И я скажу ему что ты не умерла
Ему чье тело было полем битвы
в руках чьих – видишь? –яблоки рассвета
Вот он придёт нехоженой дорогой
он будет знать, где его сердце, не из газет
оно средь рудничных терриконов
среди шахтёров опорожненных бутылок расклеенных объявлений
и заскрежещут тормоза машин
убийцы вмиг вложат в ножны лезвия
дрожащие плюмажи огней сойдутся в жёлтые кресты

Повсюду вайи и осанна ему навстречу
Он придёт в нетронутых одеждах
и смех его подобно щедрой грозди винограда
прохладным пурпуром повиснет в листьях
В его улыбке оживут дороги, белые фронтоны зданий
и гавани где нет военных кораблей
и небеса где нет военных самолётов
Он будет знать что ты не умерла
что смерть твою смела ребячья радость
и тело льётся песней в каждом слове

Я СМОТРЮ СКВОЗЬ СВОЮ РАНУ МЕЖ РЁБЕР

Я вижу с холма своё мёртвое тело
Пряди волос на висках два агнца у золотых кольев бойни
Мои руки переломленные кнутовища голубями-ладонями кверху
О если б слова кровью сочащиеся у меня изо рта
возвратили моему телу его прежнюю форму
как солнце пшеничным холмам их былой облик
Поток моей смерти
Несётся к пронизанным солнцем оливам
люди жаждут увидеть распустившиеся протеи рассвета
над оружием золота расправить с достоинством плечи
под притолоками жилищ в зубах лошадей
зелень солнечного тепла натруженные оуки и ноги
Но вонзая в меня медяки
дребезжащие по залитой стойке
в вечерней орлиной отваге своих грубо сколоченных тел
они распинают спасителя распинают меня снова и снова
И всё эе я верю что всё же
они смогут взрастить
на границах сердец
белую поросль полевых лилий
Ведь от меня не укрылось
как ты возлюбленный мой Иоанн
положил свою руку на плечо негра нёсшего крест

Я НЕ ЖЕЛАЮ БОЛЬШЕ ЗВАТЬ В ГОСТИ

Я не желаю больше звать в гости
на чашку чая кофе эспрессо а тем более бренди
Я не желаю слышать как они ждут окрылённых посланий
Я не желаю слышать как та коротает бессонное время остановившееся в глазницах
а эта спит раскинувшись как горизонт вкруг ресниц
И на что мне знать об их всё тех же болезнях
что у одной удалили яичники а у того лейкемия
что ребёнок мечтает о музыкальной шкатулке и старец
давно уже позабывший о своей глухоте
зелёная улица прихотям смерти
люди на берегу моря словно в Сахаре
предатели жизни с сияющими лицами смерти
Я хочу оставаться собою странствуя со своим одиночеством вместо дорожного посоха
верить что я всё ещё
ни на кого не похожа

25 ДЕКАБРЯ 1960. НА СМЕРТЬ ДИЛАНА ТОМАСА

130 палата по коридору направо.
В 5 утра, потому что проехала тележка молочника,
и в глазах лошадей блеснули штыки уличных фонарей.
25 декабря 1960 г.
Детские сны
в рождественских чулках среди спутников
деревянных лошадок пистолетов печенья.
Сны перед сиренами солнца
бомбовыми ударами бабочек,
сны в рождественском чулке и свечах.
На Больничном Холме пламенеющий ствол
130 палата по коридору направо
«Что вы хотите, выпить бутылку бренди
и часами лежать в кислородной палатке.
Вы знаете он стал алкоголиком с первой же рюмки».
(Смотрите, палящее дуло рассвета
целит на город!)
«Ну да, ведь он сам как-то сказал
что он рвался к своему мёртвому Богу.
Его последние слова?
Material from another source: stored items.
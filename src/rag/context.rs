//! Prompt context blocks.

use crate::error::Result;
use crate::events::Event;
use crate::vector_store::SearchResult;

/// Render retrieved chunks as the `--- DOCUMENTS ---` block.
pub fn format_documents(results: &[SearchResult]) -> String {
    let mut block = String::from("\n\n--- DOCUMENTS ---\n");
    for (i, result) in results.iter().enumerate() {
        block.push_str(&format!("\n[Document {}]\n{}\n", i + 1, result.chunk.content));
    }
    block
}

/// Render the event list as a fenced, pretty-printed JSON block.
pub fn format_events(events: &[Event]) -> Result<String> {
    let json = serde_json::to_string_pretty(events)?;
    Ok(format!("\n\n--- EVENTS (structured JSON) ---\n```json\n{}\n```\n", json))
}

/// Format retrieved chunks for display to the user.
pub fn format_sources_for_display(results: &[SearchResult]) -> String {
    results
        .iter()
        .map(|r| {
            format!(
                "{} #{} (score: {:.2})",
                r.chunk.source, r.chunk.chunk_index, r.score
            )
        })
        .collect::<Vec<_>>()
        .join("\n")
}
Нет,
он спокойно лежал, и его глаза были открыты».
130 палата. О нём позаботились, глаза
были закрыты и сложены руки,
всей комнатой словно выставлен щит.

И на подоконнике прорезью в свете
богомол в неусыпном бденье.

РЕБЁНОК УБИТЫЙ СОЛДАТАМИ В НЬЯНГЕ

Ребёнок не мёртв, нет
ребёнок замахивается кулачками на мать
Африка кричит кричит запах
свободы и вельда
в гетто ограждённого сердца

Ребёнок поднимает кулачки на отца
в шествии поколений
Африка кричит кричит запах
справедливости, крови
на дорогах вооружившейся гордости

Ребёнок не мёртв, нет
ни в Ланге ни в Ньянге
ни в Орландо ни в Шарпвилле
ни в полицейском участке в Филиппи
где он лежит застреленный в голову

Ребёнок – тень, что отбрасывают солдаты
наготове, с оружием, Сарацинами* и дубинками
ребёнок там на собраниях на заседаниях законодателей
ребёнок выглядывает из окон домов и смотрит в сердца матерей
ребёнок который всего лишь хотел поиграть на солнышке в Ньянге теперь он повсюду
ребёнок ставший взрослым шагает по Африке
ребёнок ставший гигантом проходит по всему миру

без всякого паспорта
___________________________
* Британский бронеавтомобиль 1950-х годов.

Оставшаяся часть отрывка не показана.